Often have I advocated the importance that a church saves its money in various ways to afford the commission of a master.
To create something beautiful and unique to the people of that church, expressing the love of The Master in image and symbol, evocative, thoughtful, profound, layered, is the only true choice. For a church to me symbolizes the synthesis of all that is human and all that is holy in the Spirit – as a created space it amalgamates the intellect, the spirit, the physical and emotional in tangible deed. It is the highest call, the greatest honor in the creative field. Plug into that space a church of people actively serving their community in love and care… imagine it. Of course it begins with the people.

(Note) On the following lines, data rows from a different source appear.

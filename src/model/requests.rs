/******************************************************************************
   Author: Joaquín Béjar García
   Email: jb@taunais.com
   Date: 12/10/26
******************************************************************************/
use crate::constants::DEFAULT_BATCH_SIZE;
use crate::error::AppError;
use pretty_simple_display::{DebugPretty, DisplaySimple};
use serde::{Deserialize, Serialize};
use std::fmt;
use std::str::FromStr;

/// Top-level grouping of folders in ICE
#[derive(Debug, Copy, Clone, PartialEq, Eq, Hash, Serialize, Deserialize)]
#[serde(rename_all = "UPPERCASE")]
pub enum Collection {
    /// Folders featured on the instance home page
    Featured,
    /// Folders owned by the authenticated user
    Personal,
    /// Folders shared with the authenticated user
    Shared,
    /// Bulk upload drafts
    Drafts,
    /// Bulk uploads pending approval
    Pending,
    /// Deleted folders
    Deleted,
}

impl Collection {
    /// Every collection, in the order ICE lists them
    pub const ALL: [Collection; 6] = [
        Collection::Featured,
        Collection::Personal,
        Collection::Shared,
        Collection::Drafts,
        Collection::Pending,
        Collection::Deleted,
    ];

    /// Name used in endpoint paths
    #[must_use]
    pub fn as_str(&self) -> &'static str {
        match self {
            Collection::Featured => "FEATURED",
            Collection::Personal => "PERSONAL",
            Collection::Shared => "SHARED",
            Collection::Drafts => "DRAFTS",
            Collection::Pending => "PENDING",
            Collection::Deleted => "DELETED",
        }
    }
}

impl fmt::Display for Collection {
    fn fmt(&self, f: &mut fmt::Formatter<'_>) -> fmt::Result {
        f.write_str(self.as_str())
    }
}

impl FromStr for Collection {
    type Err = AppError;

    fn from_str(s: &str) -> Result<Self, Self::Err> {
        Collection::ALL
            .into_iter()
            .find(|c| c.as_str().eq_ignore_ascii_case(s.trim()))
            .ok_or_else(|| AppError::InvalidInput(format!("unknown collection: {s}")))
    }
}

/// Kind of entry stored in ICE
#[derive(Debug, Copy, Clone, PartialEq, Eq, Hash, Serialize, Deserialize, Default)]
#[serde(rename_all = "UPPERCASE")]
pub enum EntryType {
    /// Generic part (primer, fragment...)
    #[default]
    Part,
    /// Plasmid
    Plasmid,
    /// Strain
    Strain,
    /// Arabidopsis seed
    Seed,
    /// Protein
    Protein,
}

impl EntryType {
    /// Name used by the ICE API
    #[must_use]
    pub fn as_str(&self) -> &'static str {
        match self {
            EntryType::Part => "PART",
            EntryType::Plasmid => "PLASMID",
            EntryType::Strain => "STRAIN",
            EntryType::Seed => "SEED",
            EntryType::Protein => "PROTEIN",
        }
    }
}

impl fmt::Display for EntryType {
    fn fmt(&self, f: &mut fmt::Formatter<'_>) -> fmt::Result {
        f.write_str(self.as_str())
    }
}

/// Folders searched when identifying an entry by name
#[derive(Debug, Clone, PartialEq, Eq)]
pub enum FolderScope {
    /// A single folder
    Folder(u64),
    /// Several folders
    Folders(Vec<u64>),
    /// Every folder of a collection
    Collection(Collection),
}

/// Options for walking the entries of a folder
#[derive(Debug, Clone, PartialEq, Eq)]
pub struct EntryQuery {
    /// Only entries whose name or id contains this string
    pub filter: Option<String>,
    /// Stop after this many entries
    pub limit: Option<usize>,
    /// Entries pulled per request
    pub batch_size: usize,
}

impl Default for EntryQuery {
    fn default() -> Self {
        Self {
            filter: None,
            limit: None,
            batch_size: DEFAULT_BATCH_SIZE,
        }
    }
}

impl EntryQuery {
    /// Query returning every entry
    #[must_use]
    pub fn new() -> Self {
        Self::default()
    }

    /// Restricts to entries whose name or id contains `filter`
    #[must_use]
    pub fn with_filter(mut self, filter: impl Into<String>) -> Self {
        self.filter = Some(filter.into());
        self
    }

    /// Keeps only the first `limit` entries
    #[must_use]
    pub fn with_limit(mut self, limit: usize) -> Self {
        self.limit = Some(limit);
        self
    }

    /// Pulls `batch_size` entries per request (at least one)
    #[must_use]
    pub fn with_batch_size(mut self, batch_size: usize) -> Self {
        self.batch_size = batch_size.max(1);
        self
    }
}

/// Body of the login call
#[derive(Serialize, Clone)]
pub struct LoginRequest<'a> {
    /// Account email
    pub email: &'a str,
    /// Account password
    pub password: &'a str,
}

/// New entry to register
#[derive(DebugPretty, DisplaySimple, Serialize, Deserialize, Clone, PartialEq, Default)]
pub struct NewEntry {
    /// Kind of entry
    #[serde(rename = "type")]
    pub entry_type: EntryType,
    /// Entry name
    pub name: String,
    /// One line description
    #[serde(rename = "shortDescription")]
    pub short_description: String,
    /// Principal investigator
    #[serde(rename = "principalInvestigator")]
    pub principal_investigator: String,
    /// Selection markers (plasmids and strains)
    #[serde(rename = "selectionMarkers", skip_serializing_if = "Vec::is_empty", default)]
    pub selection_markers: Vec<String>,
    /// Creator name
    #[serde(skip_serializing_if = "Option::is_none")]
    pub creator: Option<String>,
    /// Creator email
    #[serde(rename = "creatorEmail", skip_serializing_if = "Option::is_none")]
    pub creator_email: Option<String>,
    /// Status, e.g. `Complete` or `In Progress`
    #[serde(skip_serializing_if = "Option::is_none")]
    pub status: Option<String>,
    /// Biosafety level (1 or 2)
    #[serde(rename = "bioSafetyLevel", skip_serializing_if = "Option::is_none")]
    pub bio_safety_level: Option<u8>,
}

impl NewEntry {
    /// Part with a name, description and principal investigator
    pub fn part(
        name: impl Into<String>,
        description: impl Into<String>,
        pi: impl Into<String>,
    ) -> Self {
        Self {
            entry_type: EntryType::Part,
            name: name.into(),
            short_description: description.into(),
            principal_investigator: pi.into(),
            ..Self::default()
        }
    }

    /// Plasmid with a name, description, principal investigator and selection markers
    pub fn plasmid(
        name: impl Into<String>,
        description: impl Into<String>,
        pi: impl Into<String>,
        markers: Vec<String>,
    ) -> Self {
        Self {
            entry_type: EntryType::Plasmid,
            selection_markers: markers,
            ..Self::part(name, description, pi)
        }
    }
}

/// Body of the folder creation call
#[derive(Serialize, Clone)]
pub struct NewFolder<'a> {
    /// Folder name
    #[serde(rename = "folderName")]
    pub folder_name: &'a str,
}

/// Reference to a folder by id
#[derive(Serialize, Clone, Copy)]
pub struct FolderRef {
    /// Folder id
    pub id: u64,
}

/// Body of the call adding entries to folders
#[derive(Serialize, Clone)]
pub struct FolderSelection {
    /// Whether every entry of the source selection is concerned
    pub all: bool,
    /// Entries to add
    pub entries: Vec<u64>,
    /// Destination folders
    pub destination: Vec<FolderRef>,
}

/// Body of the custom field creation call
#[derive(Serialize, Clone)]
pub struct CustomFieldRequest<'a> {
    /// Entry the field belongs to
    #[serde(rename = "partId")]
    pub part_id: u64,
    /// Field name
    pub name: &'a str,
    /// Field value
    pub value: &'a str,
}

/// Paging of a search query
#[derive(Serialize, Clone)]
pub struct SearchParameters {
    /// Index of the first result
    pub start: usize,
    /// Number of results to return
    #[serde(rename = "retrieveCount")]
    pub retrieve_count: usize,
    /// Sort order of the results
    #[serde(rename = "sortField")]
    pub sort_field: &'static str,
}

/// Body of the search call
#[derive(Serialize, Clone)]
pub struct SearchRequest<'a> {
    /// Free text query
    #[serde(rename = "queryString")]
    pub query_string: &'a str,
    /// Paging
    pub parameters: SearchParameters,
}

impl<'a> SearchRequest<'a> {
    /// First `limit` results of `query`, by relevance
    #[must_use]
    pub fn new(query: &'a str, limit: usize) -> Self {
        Self {
            query_string: query,
            parameters: SearchParameters {
                start: 0,
                retrieve_count: limit,
                sort_field: "RELEVANCE",
            },
        }
    }
}
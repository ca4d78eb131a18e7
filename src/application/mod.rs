/// Authentication and session
pub mod auth;
/// Session client
pub mod client;
/// Client configuration
pub mod config;
/// Service interfaces
pub mod interfaces;
/// Service implementations for the client
pub mod services;
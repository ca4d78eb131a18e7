use crate::application::client::IceClient;
use crate::application::interfaces::folder::FolderService;
use crate::application::services::resolve_unique_name;
use crate::error::{AppError, IceResult};
use crate::model::http::IceTransport;
use crate::model::requests::{Collection, EntryQuery, FolderRef, FolderSelection, NewFolder};
use crate::model::responses::{Entry, Folder, FolderEntries};
use async_trait::async_trait;
use serde_json::Value;
use tracing::{debug, info};

#[async_trait]
impl<T: IceTransport + 'static> FolderService for IceClient<T> {
    async fn get_collection_folders(&self, collection: Collection) -> IceResult<Vec<Folder>> {
        let path = format!("collections/{collection}/folders");
        debug!("Getting folders of collection {}", collection);

        let folders: Option<Vec<Folder>> = self.get(&path).await?;
        let folders = folders.unwrap_or_default();

        debug!("Folders obtained: {} in {}", folders.len(), collection);
        Ok(folders)
    }

    async fn get_folder_id(&self, name: &str, collection: Collection) -> IceResult<u64> {
        let folders = self.get_collection_folders(collection).await?;
        resolve_unique_name(
            "folder",
            name,
            folders.iter().map(|f| (f.folder_name.as_str(), f.id)),
        )
    }

    async fn get_folder_infos(&self, folder_id: u64) -> IceResult<Folder> {
        self.get(&format!("folders/{folder_id}")).await
    }

    async fn get_folder_entries_with(
        &self,
        folder_id: u64,
        query: &EntryQuery,
    ) -> IceResult<Vec<Entry>> {
        let path = format!("folders/{folder_id}/entries");
        let batch_size = query.batch_size.max(1);
        let mut entries: Vec<Entry> = Vec::new();

        if query.limit == Some(0) {
            return Ok(entries);
        }

        let mut offset = 0;
        let mut total: Option<usize> = None;
        loop {
            let mut params = vec![
                ("offset", offset.to_string()),
                ("limit", batch_size.to_string()),
            ];
            if let Some(filter) = &query.filter {
                params.push(("filter", filter.clone()));
            }

            let page: FolderEntries = self.get_with_query(&path, &params).await?;
            let count = *total.get_or_insert(page.count as usize);
            let received = page.entries.len();
            debug!(
                "Folder {}: {} entries at offset {} of {}",
                folder_id, received, offset, count
            );
            entries.extend(page.entries);
            offset += batch_size;

            if let Some(limit) = query.limit {
                if entries.len() >= limit {
                    entries.truncate(limit);
                    break;
                }
            }
            if received == 0 || offset >= count {
                break;
            }
        }

        info!("Folder {}: {} entries obtained", folder_id, entries.len());
        Ok(entries)
    }

    async fn get_collection_entries(
        &self,
        collection: Collection,
        ignored_folders: &[u64],
    ) -> IceResult<Vec<Entry>> {
        let mut entries = Vec::new();
        for folder in self.get_collection_folders(collection).await? {
            if ignored_folders.contains(&folder.id) {
                debug!("Skipping folder {} ({})", folder.folder_name, folder.id);
                continue;
            }
            entries.extend(self.get_folder_entries(folder.id).await?);
        }
        Ok(entries)
    }

    async fn create_folder(&self, name: &str) -> IceResult<Folder> {
        if name.trim().is_empty() {
            return Err(AppError::InvalidInput("folder name is empty".to_string()));
        }
        info!("Creating folder {}", name);
        self.post("folders", &NewFolder { folder_name: name })
            .await
    }

    async fn add_to_folder(&self, entry_ids: &[u64], folder_ids: &[u64]) -> IceResult<Value> {
        if entry_ids.is_empty() || folder_ids.is_empty() {
            return Err(AppError::InvalidInput(
                "at least one entry and one folder are required".to_string(),
            ));
        }
        let selection = FolderSelection {
            all: false,
            entries: entry_ids.to_vec(),
            destination: folder_ids.iter().map(|&id| FolderRef { id }).collect(),
        };
        debug!(
            "Adding {} entries to {} folders",
            entry_ids.len(),
            folder_ids.len()
        );
        self.put("folders/entries", &selection).await
    }
}
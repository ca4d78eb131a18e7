/// User agent string used in HTTP requests to identify this client to the ICE server
pub const USER_AGENT: &str = "Rust-ICE-Client/0.1.0";
/// Path segment between the instance root and every endpoint
pub const REST_PREFIX: &str = "rest";
/// Header carrying the API token (token authentication)
pub const API_TOKEN_HEADER: &str = "X-ICE-API-Token";
/// Header carrying the API token client id (token authentication)
pub const API_TOKEN_CLIENT_HEADER: &str = "X-ICE-API-Token-Client";
/// Header carrying the session id obtained by logging in (password authentication)
pub const SESSION_ID_HEADER: &str = "X-ICE-Authentication-SessionId";
/// Endpoint exchanging an email and password for a session id
pub const LOGIN_ENDPOINT: &str = "accesstokens";
/// Number of entries pulled per request when walking a folder
pub const DEFAULT_BATCH_SIZE: usize = 10;
/// Container type at which sample locations stop by default
pub const DEFAULT_LOCATION_STOP: &str = "WELL";
/// Container type at which the locations recipe stops
pub const TUBE_LOCATION_STOP: &str = "TUBE";
/// Sequence format requested when fetching an entry record
pub const DEFAULT_SEQUENCE_FORMAT: &str = "genbank";
/// Width the first line of a GenBank record is padded to
pub const GENBANK_LOCUS_WIDTH: usize = 80;
/// Maximum number of suggestions attached to a failed name lookup
pub const SUGGESTION_LIMIT: usize = 5;
/// Minimum similarity score (0-100) for a name to be suggested
pub const SUGGESTION_MIN_SCORE: u8 = 50;
/// Number of hits requested when looking an entry up by name
pub const DEFAULT_SEARCH_LIMIT: usize = 50;
/// Entry type sent when uploading a sequence file
pub const SEQUENCE_UPLOAD_ENTRY_TYPE: &str = "PART";
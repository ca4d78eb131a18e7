/******************************************************************************
   Author: Joaquín Béjar García
   Email: jb@taunais.com
   Date: 12/10/26
******************************************************************************/
/// Transport seam and request pipeline
pub mod http;
/// Request models for API calls
pub mod requests;
/// Response models from API calls
pub mod responses;
/// Helpers combining several API calls
pub mod utils;
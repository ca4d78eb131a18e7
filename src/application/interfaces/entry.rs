use crate::error::IceResult;
use crate::model::requests::{FolderScope, NewEntry};
use crate::model::responses::{CustomField, Entry, EntryRecord, SearchResults};
use async_trait::async_trait;
use serde_json::Value;
use std::path::Path;

/// Interface for entries: metadata, sequences, lookup by name and custom fields
#[async_trait]
pub trait EntryService: Send + Sync {
    /// Gets an entry's metadata
    async fn get_part_infos(&self, entry_id: u64) -> IceResult<Entry>;

    /// Gets an entry's sequence as text, in `format` (`genbank`, `fasta`, `sbol1`...)
    async fn get_sequence(&self, entry_id: u64, format: &str) -> IceResult<String>;

    /// Gets an entry's metadata and GenBank sequence
    ///
    /// Fails with `AppError::NotFound` if there is no entry with that id.
    async fn get_record(&self, entry_id: u64) -> IceResult<EntryRecord>;

    /// Finds the id of the entry named `name` in the folders of `scope`
    ///
    /// Every entry of the scope is listed, so a misspelt name gets suggestions.
    async fn get_part_id(&self, name: &str, scope: &FolderScope) -> IceResult<u64> {
        self.get_part_id_with(name, scope, false).await
    }

    /// Same as `get_part_id`; with `use_filter` only entries whose name contains `name`
    /// are listed, which is faster on large folders but only suggests those entries
    async fn get_part_id_with(
        &self,
        name: &str,
        scope: &FolderScope,
        use_filter: bool,
    ) -> IceResult<u64>;

    /// Runs a free text search, returning at most `limit` hits
    async fn search_entries(&self, query: &str, limit: usize) -> IceResult<SearchResults>;

    /// Finds the entry named exactly `name` using the search endpoint
    async fn find_entry_by_name(&self, name: &str) -> IceResult<Entry>;

    /// Registers a new entry
    async fn create_part(&self, entry: &NewEntry) -> IceResult<Entry>;

    /// Uploads a GenBank record as the sequence of an entry
    async fn attach_record_to_part(&self, entry_id: u64, genbank: &str) -> IceResult<Value>;

    /// Uploads a GenBank file as the sequence of an entry
    async fn attach_record_file(&self, entry_id: u64, path: &Path) -> IceResult<Value>;

    /// Removes the sequence of an entry
    async fn delete_part_record(&self, entry_id: u64) -> IceResult<()>;

    /// Adds a custom field to an entry
    async fn set_part_custom_field(
        &self,
        entry_id: u64,
        name: &str,
        value: &str,
    ) -> IceResult<CustomField>;

    /// Lists the custom fields of an entry
    async fn get_part_custom_fields_list(&self, entry_id: u64) -> IceResult<Vec<CustomField>>;

    /// Gets the value of the custom field `name` of an entry
    async fn get_part_custom_field(&self, entry_id: u64, name: &str) -> IceResult<String>;

    /// Deletes a custom field
    async fn delete_custom_field(&self, field_id: u64) -> IceResult<()>;

    /// Finds the entries having a custom field `name` set to `value`
    async fn find_parts_by_custom_field_value(
        &self,
        name: &str,
        value: &str,
    ) -> IceResult<Vec<Entry>>;
}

I am photographing eight churches out of 1600 plus in Memphis. There were only eight that I could find with art – (I am sure there were a few more but when I tell others of the eight it becomes a game for them to name them – and people always guess the eight! The churches with the art and aesthetic are known around Memphis).
I am in St. John Episcopal Church. Inside this church are murals by a famous artist/muralist John Henry DeRosen, a Pole and second-generation muralist, who had escaped from Nazi terrorized Europe. He had eventually made a name for himself with his unique style, in painting religious murals. His Large Christ dominates the Basilica of the National Shrine of the Immaculate Conception in Washington D.C.
St. John’s Episcopal of Memphis had commissioned DeRosen in 1951 – it took him two years to paint the eight murals within St. John’s. They commissioned a master muralist. It was expensive at the time yet this Episcopal Church feels it was money well spent.
Besides the story that art can tell beyond words, it can launch the imagination, fix the memory, and start conversations. Also, it is widely accepted, Beauty is attractive.